D.C. child welfare agency often acts too quickly to remove children, study says

By Teresa Tomassoni, Published: October 5

The number of children removed from their homes by child abuse investigators in the District has fallen in the past year, but a recent review of some cases concluded that children are still regularly separated from their parents without adequate justification.

The study, conducted by a federally mandated panel of volunteer monitors, examined 27 cases involving 41 children over several years. In many of the instances examined by the panel, children who were placed briefly in foster care should have stayed with their families, the report concluded.

The Citizens Review Panel said the District’s Child and Family Services Agency has not done enough to keep families together and urged the agency to do better.

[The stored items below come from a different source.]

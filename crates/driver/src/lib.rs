//! passcc Driver Library
//!
//! A clang-compatible front end that routes compilation through an
//! out-of-tree optimizer pass. Build systems call `passcc` the way they
//! call `cc`; the driver decides from `-o` and the file suffixes alone
//! whether the command line means compile, link, both, or neither, and
//! runs the external toolchain accordingly:
//!
//! ```text
//! argv -> scan -> ParsedArgs -> classify -> [Phase] -> Dispatcher -> ToolInvoker
//! ```
//!
//! Anything the classifier cannot interpret is forwarded verbatim to the
//! front-end compiler.
//!
//! ```rust,ignore
//! use passcc::{DriverConfig, ProcessInvoker};
//!
//! let config = DriverConfig::c().with_pass("pre");
//! passcc::run(&["prog.c", "-o", "prog"], &config, ProcessInvoker)?;
//! ```

pub mod config;
pub mod dispatch;
pub mod error;
pub mod invoke;
pub mod phase;
pub mod scan;

pub use config::{DriverConfig, FileKind, ToolLocator};
pub use dispatch::{Dispatcher, PhasePlan};
pub use error::DriverError;
pub use invoke::{ProcessInvoker, ToolCommand, ToolInvoker};
pub use phase::{Phase, classify, object_file_name};
pub use scan::{OUTPUT_FLAG, ParsedArgs, scan};

/// Printed when the driver is run without arguments
pub const USAGE: &str = "passcc: clang-compatible driver for an out-of-tree optimizer pass\n\
                         usage: passcc [clang options] <file.c|file.o> -o <output>";

/// Environment variable holding the log filter
pub const LOG_ENV: &str = "PASSCC_LOG";

/// Drive one invocation (`argv` without the program name).
///
/// An empty command line runs nothing. Otherwise the phases are
/// classified and dispatched in order; the classified phases are returned
/// on success.
pub fn run<S, I>(argv: &[S], config: &DriverConfig, invoker: I) -> Result<Vec<Phase>, DriverError>
where
    S: AsRef<str>,
    I: ToolInvoker,
{
    if argv.is_empty() {
        return Ok(Vec::new());
    }

    let parsed = scan(argv, config);
    let phases = classify(&parsed, config);
    Dispatcher::new(config, invoker).dispatch(&phases, &parsed, argv)?;
    Ok(phases)
}
//! Driver errors

use std::io;
use std::path::PathBuf;
use thiserror::Error;

#[derive(Debug, Error)]
pub enum DriverError {
    /// A compile or link phase was requested without `-o <file>`
    #[error("no output file given (expected `-o <file>`)")]
    MissingOutputPath,

    /// A compile phase was requested without a source file
    #[error("no input file given")]
    MissingInputPath,

    /// An external tool ran and exited non-zero.
    ///
    /// The tool has already written its own diagnostics, so the driver
    /// only forwards the status.
    #[error("{tool} exited with status {code}")]
    ToolFailed { tool: &'static str, code: i32 },

    #[error("failed to run {tool} (`{program}`): {source}")]
    Spawn {
        tool: &'static str,
        program: String,
        #[source]
        source: io::Error,
    },

    /// A redirection target could not be opened or created
    #[error("{}: {}", .path.display(), .source)]
    Io {
        path: PathBuf,
        #[source]
        source: io::Error,
    },

    #[error("invalid config {}: {}", .path.display(), .message)]
    Config { path: PathBuf, message: String },
}

impl DriverError {
    /// Process exit status the driver should terminate with
    pub fn exit_code(&self) -> i32 {
        match self {
            DriverError::ToolFailed { code, .. } => *code,
            _ => 1,
        }
    }

    /// Whether the driver should print this error itself.
    ///
    /// Tool failures are silent: the tool's stderr was passed through.
    pub fn is_reported_by_tool(&self) -> bool {
        matches!(self, DriverError::ToolFailed { .. })
    }
}

#[cfg(test)]
mod tests {
    use super::*;

    #[test]
    fn test_tool_failure_keeps_status() {
        let err = DriverError::ToolFailed {
            tool: "linker",
            code: 42,
        };
        assert_eq!(err.exit_code(), 42);
        assert!(err.is_reported_by_tool());
        assert_eq!(err.to_string(), "linker exited with status 42");
    }

    #[test]
    fn test_driver_errors_exit_with_one() {
        let err = DriverError::MissingOutputPath;
        assert_eq!(err.exit_code(), 1);
        assert!(!err.is_reported_by_tool());

        let err = DriverError::Io {
            path: PathBuf::from("out/prog.o"),
            source: io::Error::new(io::ErrorKind::NotFound, "missing directory"),
        };
        assert_eq!(err.exit_code(), 1);
        assert_eq!(err.to_string(), "out/prog.o: missing directory");
    }
}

“CFSA’s child removal decisions must balance the need to protect children from serious abuse or neglect with the need to protect children from the significant emotional trauma that comes from the government separating them from their families,” the report, released last week, stated.

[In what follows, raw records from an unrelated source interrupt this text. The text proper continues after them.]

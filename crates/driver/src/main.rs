//! passcc CLI
//!
//! Drop-in `cc` replacement: `CC=passcc make`. The command line belongs to
//! clang, so the driver defines no flags of its own; it is configured
//! through `PASSCC_CONFIG` and the other `PASSCC_*` variables instead.
//!
//! Stdout is left to the tools. Logs go to stderr, filtered by `PASSCC_LOG`.

use passcc::{DriverConfig, DriverError, LOG_ENV, ProcessInvoker, USAGE};
use std::env;
use std::process;
use tracing_subscriber::EnvFilter;

fn main() {
    let argv: Vec<String> = env::args().skip(1).collect();

    if argv.is_empty() {
        println!("{}", USAGE);
        return;
    }

    init_logging();

    if let Err(e) = drive(&argv) {
        if !e.is_reported_by_tool() {
            eprintln!("passcc: error: {}", e);
        }
        process::exit(e.exit_code());
    }
}

fn drive(argv: &[String]) -> Result<(), DriverError> {
    let config = DriverConfig::load()?;
    passcc::run(argv, &config, ProcessInvoker)?;
    Ok(())
}

fn init_logging() {
    let filter = EnvFilter::try_from_env(LOG_ENV).unwrap_or_else(|_| EnvFilter::new("warn"));
    tracing_subscriber::fmt()
        .with_env_filter(filter)
        .with_writer(std::io::stderr)
        .init();
}
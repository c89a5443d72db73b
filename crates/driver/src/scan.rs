//! Argument scanning
//!
//! One pass over a clang-style command line that picks out the `-o` value
//! and the input file. Every other flag is ignored here; pass-through
//! invocations forward the original arguments untouched.

use crate::config::DriverConfig;
use tracing::debug;

/// Flag whose following argument names the output
pub const OUTPUT_FLAG: &str = "-o";

/// Input and output paths found on the command line
#[derive(Debug, Clone, Default, PartialEq, Eq)]
pub struct ParsedArgs {
    pub input_path: Option<String>,
    pub output_path: Option<String>,
}

impl ParsedArgs {
    pub fn new(input_path: Option<&str>, output_path: Option<&str>) -> Self {
        ParsedArgs {
            input_path: input_path.map(str::to_string),
            output_path: output_path.map(str::to_string),
        }
    }
}

/// Scan `argv` (without the program name).
///
/// `-o` consumes the next argument; a trailing `-o` leaves the output unset.
/// A non-flag argument with a recognized suffix is an input candidate and
/// the last candidate wins. Nothing is validated here.
pub fn scan<S: AsRef<str>>(argv: &[S], config: &DriverConfig) -> ParsedArgs {
    let mut parsed = ParsedArgs::default();
    let mut tokens = argv.iter().map(AsRef::<str>::as_ref);

    while let Some(token) = tokens.next() {
        if token == OUTPUT_FLAG {
            parsed.output_path = tokens.next().map(str::to_string);
        } else if !token.starts_with('-') && config.is_recognized(token) {
            if let Some(previous) = &parsed.input_path {
                debug!(previous = %previous, replacement = token, "multiple input candidates");
            }
            parsed.input_path = Some(token.to_string());
        }
    }

    parsed
}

The review, released last week, is the latest examination of the challenges that CFSA, like other child welfare agencies, faces in balancing the inclination to remove children when neglect or abuse is suspected and the imperative to leave them in the home unless they are in imminent danger.

In more than half of the reviews conducted, panel members found that the case record did not justify removal.

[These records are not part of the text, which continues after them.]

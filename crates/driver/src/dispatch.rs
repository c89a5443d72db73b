//! Pipeline dispatch
//!
//! Turns classified phases into tool invocations and runs them in order.
//! A compile phase is three separate invocations joined by files in a
//! a private scratch directory (`.passcc-XXXXXX`) next to the object:
//!
//! ```text
//! frontend -c <compile_flags> prog.c -o -   > $SCRATCH/prog.bc
//! optimizer <flags> -load <module> -<pass>  < $SCRATCH/prog.bc      > $SCRATCH/prog.opt.bc
//! codegen -filetype=obj                     < $SCRATCH/prog.opt.bc  > prog.o
//! ```
//!
//! so a failure in any stage is seen on its own, and no file the user owns
//! is touched besides the object and the final output. The object is left on
//! disk after linking; the scratch directory is removed unless the
//! configuration keeps it.

use crate::config::{DriverConfig, FileKind};
use crate::error::DriverError;
use crate::invoke::{ToolCommand, ToolInvoker};
use crate::phase::{Phase, object_file_name};
use crate::scan::ParsedArgs;
use std::path::Path;
use tempfile::TempDir;
use tracing::debug;

/// Prefix of the per-compile scratch directory
pub const SCRATCH_PREFIX: &str = ".passcc-";

/// Commands for one phase plus the scratch directory they write into
#[derive(Debug)]
pub struct PhasePlan {
    pub phase: Phase,
    pub commands: Vec<ToolCommand>,
    /// Holds the intermediate IR; removed on drop
    pub scratch: Option<TempDir>,
}

/// Runs phases through a [`ToolInvoker`]
pub struct Dispatcher<'a, I: ToolInvoker> {
    config: &'a DriverConfig,
    invoker: I,
}

impl<'a, I: ToolInvoker> Dispatcher<'a, I> {
    pub fn new(config: &'a DriverConfig, invoker: I) -> Self {
        Dispatcher { config, invoker }
    }

    /// Plan every phase, then run them in order.
    ///
    /// Planning happens up front, so a missing input or output fails before
    /// any tool starts. The first non-zero exit stops the run.
    pub fn dispatch<S: AsRef<str>>(
        &mut self,
        phases: &[Phase],
        parsed: &ParsedArgs,
        invocation: &[S],
    ) -> Result<(), DriverError> {
        let plans = phases
            .iter()
            .map(|phase| self.plan(*phase, parsed, invocation))
            .collect::<Result<Vec<_>, _>>()?;

        let keep = self.config.keep_intermediates;
        for mut plan in plans {
            debug!(phase = ?plan.phase, "starting phase");
            let result = plan
                .commands
                .iter()
                .try_for_each(|command| self.execute(command));
            if let Some(scratch) = plan.scratch.take().filter(|_| keep) {
                let path = scratch.keep();
                debug!(path = %path.display(), "kept intermediates");
            }
            result?;
        }

        Ok(())
    }

    /// Build the commands for one phase without running anything.
    ///
    /// A compile phase creates its (empty) scratch directory here.
    pub fn plan<S: AsRef<str>>(
        &self,
        phase: Phase,
        parsed: &ParsedArgs,
        invocation: &[S],
    ) -> Result<PhasePlan, DriverError> {
        match phase {
            Phase::CompileToObject => {
                let input = parsed
                    .input_path
                    .as_deref()
                    .ok_or(DriverError::MissingInputPath)?;
                let output = parsed
                    .output_path
                    .as_deref()
                    .ok_or(DriverError::MissingOutputPath)?;
                self.compile_plan(input, &self.object_for(output))
            }
            Phase::LinkToExecutable => {
                let output = parsed
                    .output_path
                    .as_deref()
                    .ok_or(DriverError::MissingOutputPath)?;
                let object = match parsed.input_path.as_deref() {
                    Some(input) if self.config.kind_of(input) == FileKind::Object => {
                        input.to_string()
                    }
                    _ => self.object_for(output),
                };
                Ok(PhasePlan {
                    phase,
                    commands: vec![self.link_command(&object, output)],
                    scratch: None,
                })
            }
            Phase::PassThroughLink => Ok(PhasePlan {
                phase,
                commands: vec![
                    ToolCommand::new("frontend", &self.config.tools.frontend)
                        .args(invocation.iter().map(AsRef::<str>::as_ref)),
                ],
                scratch: None,
            }),
        }
    }

    /// Give back the invoker, e.g. to inspect a recorder
    pub fn into_invoker(self) -> I {
        self.invoker
    }

    fn object_for(&self, output: &str) -> String {
        object_file_name(output, &self.config.object_suffix)
    }

    fn compile_plan(&self, input: &str, object: &str) -> Result<PhasePlan, DriverError> {
        let tools = &self.config.tools;
        let scratch = scratch_dir(object)?;
        let stem = Path::new(object)
            .file_stem()
            .and_then(|s| s.to_str())
            .unwrap_or("ir");
        let ir = scratch.path().join(format!("{}.bc", stem));
        let optimized_ir = scratch.path().join(format!("{}.opt.bc", stem));

        let frontend = ToolCommand::new("frontend", &tools.frontend)
            .arg("-c")
            .args(self.config.compile_flags.iter().map(String::as_str))
            .arg(input)
            .args(["-o", "-"])
            .stdout_to(&ir);

        let mut optimizer = ToolCommand::new("optimizer", &tools.optimizer)
            .args(self.config.optimizer_flags.iter().map(String::as_str));
        if let Some(module) = &self.config.optimizer_module {
            optimizer = optimizer.arg("-load").arg(module.to_string_lossy());
        }
        let optimizer = optimizer
            .args(self.config.optimizer_passes.iter().map(|pass| format!("-{}", pass)))
            .stdin_from(&ir)
            .stdout_to(&optimized_ir);

        let codegen = ToolCommand::new("codegen", &tools.codegen)
            .arg("-filetype=obj")
            .stdin_from(&optimized_ir)
            .stdout_to(object);

        Ok(PhasePlan {
            phase: Phase::CompileToObject,
            commands: vec![frontend, optimizer, codegen],
            scratch: Some(scratch),
        })
    }

    fn link_command(&self, object: &str, output: &str) -> ToolCommand {
        ToolCommand::new("linker", &self.config.tools.linker)
            .args(self.config.link_flags.iter().map(String::as_str))
            .arg(object)
            .args(["-o", output])
    }

    fn execute(&mut self, command: &ToolCommand) -> Result<(), DriverError> {
        match self.invoker.run(command)? {
            0 => Ok(()),
            code => {
                debug!(tool = command.tool, code, "tool failed; skipping remaining stages");
                Err(DriverError::ToolFailed {
                    tool: command.tool,
                    code,
                })
            }
        }
    }
}

/// Fresh scratch directory beside the object
fn scratch_dir(object: &str) -> Result<TempDir, DriverError> {
    let dir = match Path::new(object).parent() {
        Some(parent) if !parent.as_os_str().is_empty() => parent,
        _ => Path::new("."),
    };
    tempfile::Builder::new()
        .prefix(SCRATCH_PREFIX)
        .tempdir_in(dir)
        .map_err(|source| DriverError::Io {
            path: dir.to_path_buf(),
            source,
        })
}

In one case cited in the report, a social worker removed a child upon discovering suspicious marks on the child’s body, most likely from being whipped with a cord. The social worker placed him and his three siblings, who did not show signs of abuse, into foster care without obtaining a family court order.

After the removal, the social worker met with the mother to work out a strategy, known as a safety plan, for addressing the problems in the home. Less than a week later, the children were back at home. The report said that if this conversation had taken place before the children were taken, foster care would not have been necessary.

CFSA’s statistics show that even as the number of removals are on pace to be their lowest in years, the percentage of children who are being returned home within four months is at 35 percent, roughly the same rate as last year and a higher rate than in any of the previous three years.

Debra Porchia-Usher, the child welfare agency’s interim director, said how quickly children are removed from their families and how quickly they are returned is an issue the CFSA continues to monitor. “We all agree fewer removals are better,” she said. But she does not agree that the problem is as prevalent as the report suggests.

In an effort to make better decisions about removals, the agency recently launched a pilot program of a strategy known as differential response, which acknowledges that not every abuse or neglect report is an indicator of imminent danger.

Earlier this year, the agency also completed a policy manual on conducting investigations. All social workers, supervisors and program managers have been trained using this new resource, Porchia-Usher said.